What follows might oversimplify the points I have made in my earlier pieces. For a more complete understanding, I invite readers to review Free Will—R.I.P., Parts 1 and 2 in the Archives for October of 2013 and Free Will Revisited that can be found this month (January 2014).

It helps to know that I have a deep interest in science, that I am a voracious reader and that I have a lawyer’s experience in courtrooms and how the American judicial system works, fails to work and undermines the concept of justice. Reader misconceptions have shown that I erred in assuming that readers think as I do. They do not. It is impossible. Nobody’s fault, it just is.

Points Considered—

That said, these points are intended to show my thought process and are definitely not written in order of importance.

Before listing my thoughts, please repeat out loud three times the following: “I MUST NEVER ASSUME THAT OTHERS THINK AS I DO.”

  •  Free Will is a delusion arising out of religion. God is said to have endowed humans with the ability to discern right from wrong. Right is rewarded. Wrong is punished.
  •  Free will is a harmful delusion in both religion and the law because it overlooks the inability of some individuals to conform their behavior to the dictates of society.
  •  Free Will is is based on two assumptions: a) that we could have behaved differently and b) that we are the conscious source of most of our thoughts and actions. This definition comes from Sam Harris’s treatise titled Free Will and is intended to state the way free will is commonly understood. It is not my position nor is it Harris’s.
  •  Scientific research has established the primacy of genetics and the environment and their influence on humans as well as in laboratory animals.
  •  As of now, genes are unchangeable but can sometimes be influenced in utero by environmental factors. Environmental influences are many and changeable.
  •  Human examples abound showing the negative effects of genetic and environmental factors. Societal racial inequality results in heavily skewed criminal prosecution of minorities.
  •  Brain pathologies are often found in criminals indicating that their thinking does not correspond with those possessing arguably ”normal” brain activity.
  •  Free will has been absorbed into the judicial process. Right and wrong are present and usually determinative.
  •  Laws are varied. Some laws are well-written, clear and commonsensical; some are vague, over-broad or unreasonable; some are politically motivated to demonstrate a tough-on-crime philosophy; some are just plain silly. Enforcing them uniformly is impossible and even undesirable. They are written to conform to societal norms or temporary passions. Some reflect current thinking while most do not.
  •  Lawyers and judges are human with all that implies. Some are well-educated, thoughtful and competent; some are overworked or inattentive; some are lazy; some are qualified for the task; some are rigid and punitive; some are biased or prejudiced. Like hired guns, some lawyers are better than others.
  •  As with the national physical infrastructure, the judicial system is inadequate to handle the load imposed on it by the political system.
  •  Evidence in mitigation of a crime is sometimes introduced by conscientious lawyers.

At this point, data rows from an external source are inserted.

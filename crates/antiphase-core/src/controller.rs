//! User-facing controls and their mapping onto stage parameters.
//!
//! The five knobs a front end exposes are expressed in user units (degrees,
//! percent, milliseconds, Hz). All scaling lives here as pure functions so it
//! can be tested without any audio running:
//!
//! | Control | Range | Stage / parameter | Mapping |
//! |---------|-------|-------------------|---------|
//! | `phase_shift` | 0–360° | Inverter / Gain | `-1 + (a-180)/180 · 0.5` |
//! | `gain` | 0–100 % | OutputGain / Gain | `p/100 · 3` |
//! | `delay` | 0–max ms | Delay / DelayTime | `ms / 1000` |
//! | `low_freq` | 20–20000 Hz | BandPass / Frequency | identity |
//! | `high_freq` | 20–20000 Hz | LowPass / Frequency | identity |
//!
//! The phase mapping is a linear amplitude approximation, not an all-pass phase
//! shift: 180° is a clean inversion (-1.0), and the ends of the range give
//! -1.5 (0°) and -0.5 (360°). The -1.5 end amplifies the inverted signal; that
//! range is kept as-is.

use crate::pipeline::Pipeline;
use crate::stage::{Stage, StageKind, StageParam};
use serde::{Deserialize, Serialize};
use std::fmt;
use std::str::FromStr;
use thiserror::Error;

/// Lowest selectable filter frequency in Hz.
pub const CONTROL_MIN_FREQ_HZ: f32 = 20.0;

/// Highest selectable filter frequency in Hz.
pub const CONTROL_MAX_FREQ_HZ: f32 = 20000.0;

/// A user-facing control.
#[derive(Debug, Clone, Copy, PartialEq, Eq, Hash, Serialize, Deserialize)]
#[serde(rename_all = "snake_case")]
pub enum Control {
    /// Phase-shift angle in degrees.
    PhaseShift,
    /// Output gain in percent.
    Gain,
    /// Delay in milliseconds.
    Delay,
    /// Band-pass center frequency in Hz.
    LowFreq,
    /// Low-pass cutoff frequency in Hz.
    HighFreq,
}

impl Control {
    /// Every control, in display order.
    pub const ALL: [Control; 5] = [
        Control::PhaseShift,
        Control::Gain,
        Control::Delay,
        Control::LowFreq,
        Control::HighFreq,
    ];

    /// Canonical snake_case name.
    pub fn name(self) -> &'static str {
        match self {
            Control::PhaseShift => "phase_shift",
            Control::Gain => "gain",
            Control::Delay => "delay",
            Control::LowFreq => "low_freq",
            Control::HighFreq => "high_freq",
        }
    }

    /// Unit suffix for display.
    pub fn unit(self) -> &'static str {
        match self {
            Control::PhaseShift => "°",
            Control::Gain => "%",
            Control::Delay => "ms",
            Control::LowFreq | Control::HighFreq => "Hz",
        }
    }

    /// The stage parameter this control drives.
    pub fn target(self) -> (StageKind, StageParam) {
        match self {
            Control::PhaseShift => (StageKind::Inverter, StageParam::Gain),
            Control::Gain => (StageKind::OutputGain, StageParam::Gain),
            Control::Delay => (StageKind::Delay, StageParam::DelayTime),
            Control::LowFreq => (StageKind::BandPass, StageParam::Frequency),
            Control::HighFreq => (StageKind::LowPass, StageParam::Frequency),
        }
    }

    /// Valid range in user units. Delay depends on the device maximum.
    pub fn range(self, max_delay_ms: f32) -> (f32, f32) {
        match self {
            Control::PhaseShift => (0.0, 360.0),
            Control::Gain => (0.0, 100.0),
            Control::Delay => (0.0, max_delay_ms.max(0.0)),
            Control::LowFreq | Control::HighFreq => (CONTROL_MIN_FREQ_HZ, CONTROL_MAX_FREQ_HZ),
        }
    }

    /// Maps a value in user units to the stage parameter value.
    pub fn map(self, value: f32) -> f32 {
        match self {
            Control::PhaseShift => phase_to_inverter_gain(value),
            Control::Gain => percent_to_output_gain(value),
            Control::Delay => delay_ms_to_seconds(value),
            Control::LowFreq | Control::HighFreq => value,
        }
    }
}

impl fmt::Display for Control {
    fn fmt(&self, f: &mut fmt::Formatter<'_>) -> fmt::Result {
        f.write_str(self.name())
    }
}

/// Errors from the control layer.
#[derive(Debug, Clone, PartialEq, Eq, Error)]
pub enum ControlError {
    /// The name does not match any control.
    #[error("unknown control '{0}' (expected phase_shift, gain, delay, low_freq or high_freq)")]
    UnknownControl(String),
}

impl FromStr for Control {
    type Err = ControlError;

    /// Accepts snake_case, kebab-case and camelCase spellings.
    fn from_str(s: &str) -> Result<Self, Self::Err> {
        let normalized: String = s
            .trim()
            .chars()
            .filter(|c| *c != '_' && *c != '-')
            .collect::<String>()
            .to_lowercase();
        match normalized.as_str() {
            "phaseshift" | "phase" => Ok(Control::PhaseShift),
            "gain" => Ok(Control::Gain),
            "delay" => Ok(Control::Delay),
            "lowfreq" => Ok(Control::LowFreq),
            "highfreq" => Ok(Control::HighFreq),
            _ => Err(ControlError::UnknownControl(s.to_string())),
        }
    }
}

/// Inverter gain for a phase angle in degrees.
///
/// `-1.0 + ((angle - 180) / 180) * 0.5`, with the angle clamped to 0–360.
#[inline]
pub fn phase_to_inverter_gain(angle_deg: f32) -> f32 {
    let angle = angle_deg.clamp(0.0, 360.0);
    -1.0 + ((angle - 180.0) / 180.0) * 0.5
}

/// Output gain factor for a percentage: 100% is 3× amplification.
#[inline]
pub fn percent_to_output_gain(percent: f32) -> f32 {
    percent.clamp(0.0, 100.0) / 100.0 * 3.0
}

/// Milliseconds to seconds.
#[inline]
pub fn delay_ms_to_seconds(ms: f32) -> f32 {
    ms.max(0.0) / 1000.0
}

/// Current value of every control, in user units.
#[derive(Debug, Clone, Copy, PartialEq, Serialize, Deserialize)]
#[serde(default)]
pub struct ControlSettings {
    /// Phase-shift angle in degrees (0–360).
    pub phase_shift: f32,
    /// Output gain in percent (0–100).
    pub gain: f32,
    /// Delay in milliseconds.
    pub delay: f32,
    /// Band-pass center frequency in Hz.
    pub low_freq: f32,
    /// Low-pass cutoff frequency in Hz.
    pub high_freq: f32,
}

impl Default for ControlSettings {
    fn default() -> Self {
        Self {
            phase_shift: 180.0,
            gain: 50.0,
            delay: 0.0,
            low_freq: 1000.0,
            high_freq: 4000.0,
        }
    }
}

impl ControlSettings {
    /// Value of one control.
    pub fn get(&self, control: Control) -> f32 {
        match control {
            Control::PhaseShift => self.phase_shift,
            Control::Gain => self.gain,
            Control::Delay => self.delay,
            Control::LowFreq => self.low_freq,
            Control::HighFreq => self.high_freq,
        }
    }

    /// Store one control value, clamped to its range. Returns the stored value.
    ///
    /// Non-finite values leave the setting unchanged.
    pub fn set(&mut self, control: Control, value: f32, max_delay_ms: f32) -> f32 {
        if !value.is_finite() {
            return self.get(control);
        }
        let (min, max) = control.range(max_delay_ms);
        let value = value.clamp(min, max);
        let slot = match control {
            Control::PhaseShift => &mut self.phase_shift,
            Control::Gain => &mut self.gain,
            Control::Delay => &mut self.delay,
            Control::LowFreq => &mut self.low_freq,
            Control::HighFreq => &mut self.high_freq,
        };
        *slot = value;
        value
    }

    /// Copy with every value clamped into range.
    pub fn clamped(mut self, max_delay_ms: f32) -> Self {
        for control in Control::ALL {
            let value = self.get(control);
            if value.is_finite() {
                self.set(control, value, max_delay_ms);
            } else {
                self.set(control, Self::default().get(control), max_delay_ms);
            }
        }
        self
    }

    /// Stage parameter value for one control.
    pub fn mapped(&self, control: Control) -> f32 {
        control.map(self.get(control))
    }

    /// Writes every mapped value into the matching stage of `pipeline`.
    pub fn apply_to(&self, pipeline: &Pipeline) {
        for control in Control::ALL {
            let (kind, param) = control.target();
            // Each target is a parameter of its own kind.
            let _ = pipeline.stage(kind).set_parameter(param, self.mapped(control));
        }
    }
}

/// Result of one [`ParameterController::set_control`] call.
#[derive(Debug, Clone, Copy, PartialEq)]
pub struct ControlUpdate {
    /// The control that changed.
    pub control: Control,
    /// Cached value in user units, after clamping.
    pub value: f32,
    /// Value written to the stage, or `None` if no pipeline is attached.
    pub applied: Option<f32>,
}

/// Routes control changes to the live stage parameters.
///
/// While no pipeline is attached (session idle) values are only cached; the
/// next pipeline is built from the cache. Every update touches a single
/// stage cell and never blocks.
#[derive(Debug)]
pub struct ParameterController {
    settings: ControlSettings,
    max_delay_ms: f32,
    stages: Option<Vec<Stage>>,
}

impl ParameterController {
    /// Create a controller with initial settings and the device delay limit.
    pub fn new(settings: ControlSettings, max_delay_ms: f32) -> Self {
        Self {
            settings: settings.clamped(max_delay_ms),
            max_delay_ms,
            stages: None,
        }
    }

    /// Cached settings.
    pub fn settings(&self) -> &ControlSettings {
        &self.settings
    }

    /// Delay ceiling in milliseconds.
    pub fn max_delay_ms(&self) -> f32 {
        self.max_delay_ms
    }

    /// Start forwarding changes to `pipeline`.
    pub fn attach(&mut self, pipeline: &Pipeline) {
        self.stages = Some(pipeline.stages().to_vec());
    }

    /// Stop forwarding changes. Values keep being cached.
    pub fn detach(&mut self) {
        self.stages = None;
    }

    /// Whether a pipeline is attached.
    pub fn is_attached(&self) -> bool {
        self.stages.is_some()
    }

    /// Record a control value and apply it to the live stage, if any.
    pub fn set_control(&mut self, control: Control, value: f32) -> ControlUpdate {
        let value = self.settings.set(control, value, self.max_delay_ms);
        let applied = self.stages.as_ref().and_then(|stages| {
            let (kind, param) = control.target();
            stages
                .iter()
                .find(|s| s.kind() == kind)
                .and_then(|s| s.set_parameter(param, control.map(value)).ok())
        });

        #[cfg(feature = "tracing")]
        tracing::debug!(%control, value, ?applied, "control updated");

        ControlUpdate {
            control,
            value,
            applied,
        }
    }
}

#[cfg(test)]
mod tests {
    use super::*;

    #[test]
    fn phase_mapping_fixed_points() {
        assert_eq!(phase_to_inverter_gain(180.0), -1.0);
        assert_eq!(phase_to_inverter_gain(0.0), -1.5);
        assert_eq!(phase_to_inverter_gain(360.0), -0.5);
        assert_eq!(phase_to_inverter_gain(90.0), -1.25);
    }

    #[test]
    fn phase_mapping_clamps_angle() {
        assert_eq!(phase_to_inverter_gain(-90.0), -1.5);
        assert_eq!(phase_to_inverter_gain(720.0), -0.5);
    }

    #[test]
    fn output_gain_mapping() {
        assert_eq!(percent_to_output_gain(100.0), 3.0);
        assert_eq!(percent_to_output_gain(0.0), 0.0);
        assert_eq!(percent_to_output_gain(50.0), 1.5);
        assert_eq!(percent_to_output_gain(150.0), 3.0);
    }

    #[test]
    fn delay_mapping() {
        assert_eq!(delay_ms_to_seconds(250.0), 0.25);
        assert_eq!(delay_ms_to_seconds(-5.0), 0.0);
    }

    #[test]
    fn control_names_parse() {
        assert_eq!("phaseShift".parse(), Ok(Control::PhaseShift));
        assert_eq!("phase_shift".parse(), Ok(Control::PhaseShift));
        assert_eq!("phase-shift".parse(), Ok(Control::PhaseShift));
        assert_eq!("GAIN".parse(), Ok(Control::Gain));
        assert_eq!("lowFreq".parse(), Ok(Control::LowFreq));
        assert_eq!("high_freq".parse(), Ok(Control::HighFreq));
        assert!("volume".parse::<Control>().is_err());
    }

    #[test]
    fn names_round_trip_through_parse() {
        for control in Control::ALL {
            assert_eq!(control.name().parse(), Ok(control));
        }
    }

    #[test]
    fn settings_clamp_on_set() {
        let mut settings = ControlSettings::default();
        assert_eq!(settings.set(Control::Gain, 250.0, 1000.0), 100.0);
        assert_eq!(settings.set(Control::Delay, 5000.0, 1000.0), 1000.0);
        assert_eq!(settings.set(Control::LowFreq, 1.0, 1000.0), CONTROL_MIN_FREQ_HZ);
        assert_eq!(settings.set(Control::PhaseShift, f32::NAN, 1000.0), 180.0);
    }

    #[test]
    fn idle_controller_only_caches() {
        let mut controller = ParameterController::new(ControlSettings::default(), 1000.0);
        let update = controller.set_control(Control::Gain, 80.0);
        assert_eq!(update.value, 80.0);
        assert_eq!(update.applied, None);
        assert_eq!(controller.settings().gain, 80.0);
    }

    #[test]
    fn settings_deserialize_with_defaults() {
        let settings: ControlSettings = toml::from_str("gain = 75.0\nlow_freq = 300.0").unwrap();
        assert_eq!(settings.gain, 75.0);
        assert_eq!(settings.low_freq, 300.0);
        assert_eq!(settings.phase_shift, 180.0);
    }
}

Often, ignorance, a crowded docket or overwork by the lawyer or judge prevent the introduction of mitigating evidence. Laws often exist that prevent the introduction of mitigating evidence. Where this exists, the accused is judged either to have committed the crime or is exonerated, overwhelmingly the former. Well over 95% of all criminal proceedings are resolved by plea bargains which means that even the unjustly accused can avoid delay and a trial. Plea bargains are usually coercive.
  •  Both pro-prosecution and pro-defense psychiatrists are available and used in select occasions. Overwhelmingly, considerably more money is available for the prosecution than for the defense. A pro-prosecution psychiatrist will always say that the accused was sane and knew right from wrong. The pro-defense psychiatrist will testify that the accused did not have the capacity to discern right from wrong. The cost of a prosecution psychiatrist is paid for by the taxpayers while the cost of a defense psychiatrist is usually paid for by the defense.
  •  Assuming that the crime has been committed, that there has been a fair trial and the accused is found guilty, the individual will serve time in a detention facility such as jail, prison or mental hospital. There are occasional exceptions, but these are infrequent.
  •  Much-needed modernization of the criminal justice system would be enhanced by a mandate that genetics and environment be routinely introduced in any criminal proceeding, whether a plea bargain or a trial. Such evidence would not necessarily result in lesser verdicts but would definitely result in greater justice because it reflects the real world.
  •  The establishment of mandates would raise issues of practicality, politics and economics. Such issues will be weighed in whether society wishes to modernize or to retain the old, traditional system.
  •  Given that the concept of free will is deeply entrenched in the law, and tough-on-crime philosophies are politically popular, mandating a recognition of the weight of scientific evidence regarding the primacy of genetics and environment in humans is remote but morally compelling.
  •  Simple morality and common sense on mandating the use of the latest scientific evidence of genes and environment will allow America to emerge from the uncivilized dark ages of the current system. It will allow the judicial system to see the real world free of false assumptions regarding the state of mind of an accused.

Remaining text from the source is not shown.